We will actually know what Tau inhibition in a preclinical Alzheimer's stage will do. I think we can decide what is the perfect combination. The fact that we have to really be intracellular, intercompartimental effect is quite encouraging. With that, your small molecule Tau is partnered with Eli Lilly. Perhaps you could update us on the status of that collaboration and what the next steps will be for your small molecule Tau program. Yeah. I mean, we will make by the end of this year, so very soon, the decision on the clinical lead molecule. We are starting the IND enabling studies, and I think we will report maybe some other additional news, so. Okay.

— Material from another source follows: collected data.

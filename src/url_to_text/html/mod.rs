//! Structured-data extraction from a parsed recipe page.
//!
//! Every field has its own ordered cascade of strategies: embedded JSON-LD
//! first, then page meta tags, then DOM and text heuristics. A field that no
//! strategy can recover falls back to a default instead of failing the page.

pub mod extractors;

use self::extractors::{
    first_match, html_class, json_ld, meta_tags, text_patterns, ParsingContext, Strategy,
    TimeKind, TimeStrategy,
};
use crate::model::{source_from_url, RecipeRecord, INGREDIENTS_NOT_FOUND, INSTRUCTIONS_NOT_FOUND};
use log::debug;
use scraper::Html;

const TITLE: &[(&str, Strategy<String>)] = &[
    ("json_ld", json_ld::title),
    ("og:title", meta_tags::og_title),
    ("h1", html_class::first_heading),
    ("title", html_class::document_title),
];

const DESCRIPTION: &[(&str, Strategy<String>)] = &[
    ("json_ld", json_ld::description_text),
    ("meta description", meta_tags::description),
    ("og:description", meta_tags::og_description),
];

const TIME: &[(&str, TimeStrategy)] = &[
    ("json_ld", json_ld::time),
    ("class", html_class::time),
    ("text", text_patterns::time),
];

const SERVINGS: &[(&str, Strategy<String>)] = &[
    ("json_ld", json_ld::servings),
    ("class", html_class::servings),
    ("text", text_patterns::servings),
];

const INGREDIENTS: &[(&str, Strategy<Vec<String>>)] = &[
    ("json_ld", json_ld::ingredient_list),
    ("class", html_class::ingredient_list),
];

const INSTRUCTIONS: &[(&str, Strategy<Vec<String>>)] = &[
    ("json_ld", json_ld::instruction_list),
    ("class", html_class::instruction_list),
];

const IMAGE: &[(&str, Strategy<String>)] = &[
    ("json_ld", json_ld::image),
    ("og:image", meta_tags::og_image),
    ("img", html_class::food_image),
];

/// Extract a recipe record from raw page HTML. Never fails.
pub fn extract_from_html(html: &str, url: &str) -> RecipeRecord {
    extract(Html::parse_document(html), url)
}

/// Extract a recipe record from a parsed document. Never fails.
///
/// Ingredients and instructions that cannot be found become the
/// single-entry placeholder lists checked by [`crate::validate`].
pub fn extract(document: Html, url: &str) -> RecipeRecord {
    let context = ParsingContext::new(url, document);
    debug!(
        "Extracting recipe from {} (embedded metadata: {})",
        url,
        context.metadata.is_some()
    );

    RecipeRecord {
        url: Some(url.to_string()),
        source: source_from_url(url),
        title: first_match(&context, "title", TITLE).unwrap_or_else(|| "Recipe".to_string()),
        description: first_match(&context, "description", DESCRIPTION).unwrap_or_default(),
        prep_time: time(&context, TimeKind::Prep),
        cook_time: time(&context, TimeKind::Cook),
        total_time: time(&context, TimeKind::Total),
        servings: first_match(&context, "servings", SERVINGS),
        ingredients: first_match(&context, "ingredients", INGREDIENTS)
            .unwrap_or_else(|| vec![INGREDIENTS_NOT_FOUND.to_string()]),
        instructions: first_match(&context, "instructions", INSTRUCTIONS)
            .unwrap_or_else(|| vec![INSTRUCTIONS_NOT_FOUND.to_string()]),
        image_url: first_match(&context, "image", IMAGE),
    }
}

fn time(context: &ParsingContext, kind: TimeKind) -> Option<String> {
    TIME.iter().find_map(|(name, strategy)| {
        let value = strategy(context, kind);
        if value.is_some() {
            debug!("Found {:?} time using {}", kind, name);
        }
        value
    })
}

Let's talk quickly about NLRP3.

It's been getting a lot of interest, particularly its attention on the obesity market, but also you've shown your encouraging brain penetration and the potential there for inflammatory diseases. How do you decide which is the best indication to first develop that for? This is definitely a very important question. We are in the lucky situation that we can wait until certain phase two readouts come. We were very encouraged by the recent phase two data by Ventyx to actually show a substantial unseen effect on cardiovascular inflammation. We are HS CRP. We think that the inflammatory response also in cardiovascular disease is very critical in other metabolic diseases. I mean, we really see an application in AD, and I showed you the very encouraging data we have in AD, which is almost a part which is a bit neglected, I have to say.

Everybody's in obesity, but the anti-inflammatory results which we are seeing are excellent in AD, and we are probably going in two paths. One is in neuroinflammation; the other one is in non-CNS diseases. If you have good molecules, you can make these decisions. Got it. With that, we've run down the clock, so I'd like to thank Andrea for her time and for the audio.